Jimmy Kimmel Live returned on Tuesday, September 23, 2025, and drew 6.26 million broadcast viewers, its biggest regularly scheduled audience in about a decade, plus roughly 26 million views of the opening monologue across YouTube and Instagram. That surge came despite the show being preempted by affiliates covering about 23% of U.S. TV households, directly answering taunts about “bad ratings.” As per the Reuters report dated September 24, 2025, Jimmy Kimmel told viewers in an emotional undertone:
“It was never my intention to make light of the murder of a young man. I don't think there's anything funny about it.”
Donald Trump posted a strongly worded message on September 24, 2025, against Kimmel's return on Truth Social, stating,
“A true bunch of losers! Let Jimmy Kimmel rot in his bad Ratings.”
On-air, Kimmel also rolled a clip of Trump saying he had “no talent” and “no ratings,” then replied in real time. The show airs at 11:35 p.m. ET, with the full segment available online shortly after broadcast.
What Kimmel said in his return on Jimmy Kimmel Live, and whether he apologized
Jimmy Kimmel Live opened with a calm, direct reset: he clarified intent, expressed sympathy to Charlie Kirk’s family, and defended satire as part of the job. He grew emotional while stating that he did not mean to trivialize a killing and recognized why some viewers felt hurt by the timing.
He also thanked conservatives who criticized him politically but backed his right to speak. Finally, he answered the clip of Trump mocking his “ratings” with a clean line from the stage. While smiling, Jimmy Kimmel said:
"Well, I do tonight!...You almost have to feel sorry for him.”
He received a standing ovation from the studio audience during this segment. The emphasis of the Jimmy Kimmel Live segment was to address the controversy, set boundaries for satire, and move forward without inflaming the moment further.
The receipts vs. “bad ratings”: 6.26M linear viewers, decade-high, plus 26M online
Preliminary Nielsen put Jimmy Kimmel Live’s ratings at 6.26 million viewers. Over triple the show’s typical audience, and a decade-high for a regularly scheduled episode. The monologue collected about 26 million views across YouTube and Instagram within a day. Even with preemptions covering roughly 23% of U.S. households (Nexstar and Sinclair ABC affiliates), the numbers held. Among adults 18 to 49, trades reported an estimated 0.87, far above recent norms. Jimmy Kimmel Live not only rebounded, but its ratings outpaced ordinary late-night baselines in both linear and digital.
How we got here: The Kirk monologue, ABC’s pause, affiliate boycotts, Trump’s pressure & the FCC angle
Timeline: ABC paused Jimmy Kimmel Live on September 17 after Kimmel’s earlier remarks about Charlie Kirk’s killing. Disney then announced on September 22 that the show would return on September 23. Jimmy Kimmel Live subsequently aired nationally, while several large affiliate groups still preempted it.
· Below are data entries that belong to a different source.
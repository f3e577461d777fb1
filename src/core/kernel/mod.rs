//! Exchange-agnostic transport layer.
//!
//! The kernel knows how to sign, send and retry a request, and nothing about
//! any exchange's payloads:
//!
//! - [`Signer`]: pluggable request authentication, one implementation per exchange
//! - [`RestClient`]: HTTP interface returning raw 2xx bodies, with
//!   [`ReqwestRest`] as the reqwest-backed implementation
//! - [`RestClientConfig`] / [`RestClientBuilder`]: timeout, retry and
//!   verbosity policy for one adapter's transport
//!
//! ```rust,no_run
//! use tradeledger::core::kernel::{RestClient, RestClientBuilder, RestClientConfig};
//!
//! # async fn example() -> Result<(), Box<dyn std::error::Error>> {
//! let config = RestClientConfig::new(
//!     "https://api.kraken.com".to_string(),
//!     "kraken".to_string(),
//! )
//! .with_timeout(10)
//! .with_max_retries(2);
//! let rest = RestClientBuilder::new(config).build()?;
//! let body = rest.get("/0/public/Time", &[], false).await?;
//! println!("{}", body);
//! # Ok(())
//! # }
//! ```
pub mod rest;
pub mod signer;

pub use rest::{ReqwestRest, RestClient, RestClientBuilder, RestClientConfig};
pub use signer::{SignatureResult, SignedRequest, Signer};
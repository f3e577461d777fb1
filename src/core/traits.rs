use crate::core::{
    errors::ExchangeError,
    types::{ExchangeId, Transaction},
};
use async_trait::async_trait;
use tracing::error;

/// Trade history of one exchange, normalized to [`Transaction`]s.
///
/// Every exchange adapter implements this the same way, so callers can hold
/// a `Box<dyn ExchangeApi>` without knowing which exchange is behind it.
#[async_trait]
pub trait ExchangeApi: Send + Sync {
    /// Which exchange this adapter talks to
    fn exchange(&self) -> ExchangeId;

    /// Fetch and normalize the full trade history.
    ///
    /// Transactions are returned in the order the exchange reported them.
    /// An exchange with no history yields `Ok(vec![])`.
    async fn fetch_transactions(&self) -> Result<Vec<Transaction>, ExchangeError>;

    /// Like [`fetch_transactions`](Self::fetch_transactions), but a failure
    /// is logged once at error level and reported as an empty history.
    async fn transactions(&self) -> Vec<Transaction> {
        match self.fetch_transactions().await {
            Ok(transactions) => transactions,
            Err(e) => {
                error!(exchange = %self.exchange(), kind = ?e.kind(), "Failed to fetch transactions: {}", e);
                Vec::new()
            }
        }
    }
}
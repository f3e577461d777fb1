use crate::core::config::{CodecConfig, Credentials, Verbosity};
use crate::core::errors::ExchangeError;
use crate::core::kernel::RestClientConfig;
use crate::core::types::HistoryQuery;
use crate::exchanges::bitbay::{connector::BitbayConnector, signer::BitbaySigner};

pub const DEFAULT_BASE_URL: &str = "https://api.bitbay.net";

/// Credential names BitBay needs
pub const PUBLIC_KEY: &str = "publicKey";
pub const PRIVATE_KEY: &str = "privateKey";

/// Builder for creating BitBay connectors
pub struct BitbayBuilder {
    credentials: Credentials,
    codec: CodecConfig,
    base_url: Option<String>,
    query: HistoryQuery,
    rest_timeout: u64,
    rest_max_retries: u32,
    retry_base_delay_ms: Option<u64>,
    verbosity: Verbosity,
}

impl BitbayBuilder {
    /// Create a new `BitbayBuilder` with default settings
    pub fn new(credentials: Credentials) -> Self {
        Self {
            credentials,
            codec: CodecConfig::default(),
            base_url: None,
            query: HistoryQuery::default(),
            rest_timeout: 30,
            rest_max_retries: 3,
            retry_base_delay_ms: None,
            verbosity: Verbosity::Normal,
        }
    }

    /// Set the shared codec configuration
    pub fn with_codec(mut self, codec: CodecConfig) -> Self {
        self.codec = codec;
        self
    }

    /// Set base URL for REST API
    pub fn with_base_url(mut self, base_url: String) -> Self {
        self.base_url = Some(base_url);
        self
    }

    /// Restrict the history request; the default fetches everything
    pub fn with_history_query(mut self, query: HistoryQuery) -> Self {
        self.query = query;
        self
    }

    /// Set REST client timeout
    pub fn with_rest_timeout(mut self, timeout: u64) -> Self {
        self.rest_timeout = timeout;
        self
    }

    /// Set REST client maximum retries
    pub fn with_rest_max_retries(mut self, retries: u32) -> Self {
        self.rest_max_retries = retries;
        self
    }

    pub fn with_retry_base_delay(mut self, delay_ms: u64) -> Self {
        self.retry_base_delay_ms = Some(delay_ms);
        self
    }

    pub fn with_verbosity(mut self, verbosity: Verbosity) -> Self {
        self.verbosity = verbosity;
        self
    }

    /// Build the connector. Fails if a required credential is missing or
    /// supplied twice; performs no I/O.
    pub fn build(self) -> Result<BitbayConnector, ExchangeError> {
        let public_key = self.credentials.require(PUBLIC_KEY)?;
        let private_key = self.credentials.require(PRIVATE_KEY)?;

        let base_url = self
            .base_url
            .unwrap_or_else(|| DEFAULT_BASE_URL.to_string());
        let mut rest_config = RestClientConfig::new(base_url, "bitbay".to_string())
            .with_timeout(self.rest_timeout)
            .with_max_retries(self.rest_max_retries)
            .with_verbosity(self.verbosity);
        if let Some(delay) = self.retry_base_delay_ms {
            rest_config = rest_config.with_retry_base_delay(delay);
        }

        Ok(BitbayConnector::new(
            BitbaySigner::new(public_key, private_key),
            rest_config,
            self.codec,
            self.query,
        ))
    }
}

/// Create a BitBay connector with default settings
pub fn build_connector(
    credentials: Credentials,
    codec: CodecConfig,
) -> Result<BitbayConnector, ExchangeError> {
    BitbayBuilder::new(credentials).with_codec(codec).build()
}
use std::path::PathBuf;

use anyhow::{Context, Result};
use birefnet_nodes::{
    default_models_dir, node_schemas,
    weights::{ModelFolderRegistry, ModelName},
    DevicePreference, NodeConfig, NodeContext, ResolveDevice, SelectedBackend, BACKEND_NAME,
};
use burn::config::Config;
use clap::{Parser, Subcommand};
use tracing_subscriber::EnvFilter;

#[derive(Parser)]
#[command(name = "birefnet-nodes")]
#[command(about = "Host harness for the BiRefNet background removal nodes")]
struct Cli {
    /// Node configuration file (JSON)
    #[arg(long, global = true)]
    config: Option<PathBuf>,

    /// Root models directory; overrides the configuration file
    #[arg(long, global = true)]
    models_dir: Option<PathBuf>,

    /// Additional directory searched for BiRefNet weights (repeatable)
    #[arg(long = "extra-model-path", global = true)]
    extra_model_paths: Vec<PathBuf>,

    #[command(subcommand)]
    command: Commands,
}

#[derive(Subcommand)]
enum Commands {
    /// Print the node schemas as JSON
    Schema,

    /// List pretrained models and the weight files on disk
    Models,

    /// Download the weights of a pretrained model if they are missing
    Fetch {
        /// Pretrained model name (e.g. "General", "General-Lite", "Portrait")
        model_name: String,
    },

    /// Show backend information
    Info,
}

fn load_config(cli: &Cli) -> Result<NodeConfig> {
    let mut config = match &cli.config {
        Some(path) => NodeConfig::load(path)
            .with_context(|| format!("failed to read config {}", path.display()))?,
        None => NodeConfig::new(default_models_dir()),
    };

    if let Some(models_dir) = &cli.models_dir {
        config.models_dir = models_dir.clone();
    }
    config
        .extra_model_paths
        .extend(cli.extra_model_paths.iter().cloned());

    Ok(config)
}

fn open_context(cli: &Cli) -> Result<NodeContext> {
    let config = load_config(cli)?;
    NodeContext::from_config(config, ModelFolderRegistry::new())
        .context("failed to open the BiRefNet model folder")
}

fn main() -> Result<()> {
    tracing_subscriber::fmt()
        .with_env_filter(
            EnvFilter::try_from_default_env().unwrap_or_else(|_| EnvFilter::new("info")),
        )
        .with_target(false)
        .init();

    let cli = Cli::parse();

    match &cli.command {
        Commands::Schema => {
            let ctx = open_context(&cli)?;
            println!("{}", serde_json::to_string_pretty(&node_schemas(&ctx))?);
        }

        Commands::Models => {
            let ctx = open_context(&cli)?;
            let owner = &ctx.config().repo_owner;
            println!("Pretrained models ({}):", ctx.store().root().display());
            for name in ModelName::ALL {
                let status = if ctx.store().resolve(&name.weights_file_name()).is_some() {
                    "downloaded"
                } else {
                    "missing"
                };
                let repo = format!("{owner}/{}", name.weights_repo());
                println!("  {:<12} {repo:<36} {status}", name.as_str());
            }

            println!("Weight files:");
            for file in ctx.store().list_weight_files() {
                println!("  {file}");
            }
        }

        Commands::Fetch { model_name } => {
            let ctx = open_context(&cli)?;
            let path = ctx
                .fetcher()
                .ensure_downloaded(model_name)
                .with_context(|| format!("failed to fetch '{model_name}'"))?;
            println!("{}", path.display());
        }

        Commands::Info => {
            println!("BiRefNet Nodes Information:");
            println!("  Backend: {BACKEND_NAME}");
            for preference in DevicePreference::ALL {
                match SelectedBackend::resolve_device(preference) {
                    Ok(device) => println!("  {preference}: {device:?}"),
                    Err(error) => println!("  {preference}: unavailable ({error})"),
                }
            }
        }
    }

    Ok(())
}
Affiliate opt-outs: Nexstar and Sinclair continued blackouts in multiple major markets during the return, keeping Jimmy Kimmel Live off some local ABC stations while negotiations continued.
Trump’s comments: In posts before the return, Trump derided the reinstatement and teased legal action, tying it to “ratings” narratives. As per the Truth social post dated September 24, 2025, Trump wrote:
"I can’t believe ABC Fake News gave Jimmy Kimmel his job back. The White House was told by ABC that his Show was cancelled! Something happened between then and now because his audience is GONE, and his “talent” was never there."
Regulatory pressure: The debate escalated when the FCC chairman publicly leaned in. As per the People report dated September 23, 2025, Brendan Carr said on a podcast:
“We can do this the easy way or the hard way,...There are calls for Kimmel to be fired. I think you could certainly see a path forward for suspension over this."
Before later downplaying that line in a summit. Senior lawmakers subsequently urged keeping the government out of programming decisions.
Bottom line: Jimmy Kimmel Live’s ratings on September 23, despite preemptions, contradicted the “bad ratings” claim. The audience and online reach underscored that the late-night talk show remains a prime-time force, with data rather than rhetoric deciding the night.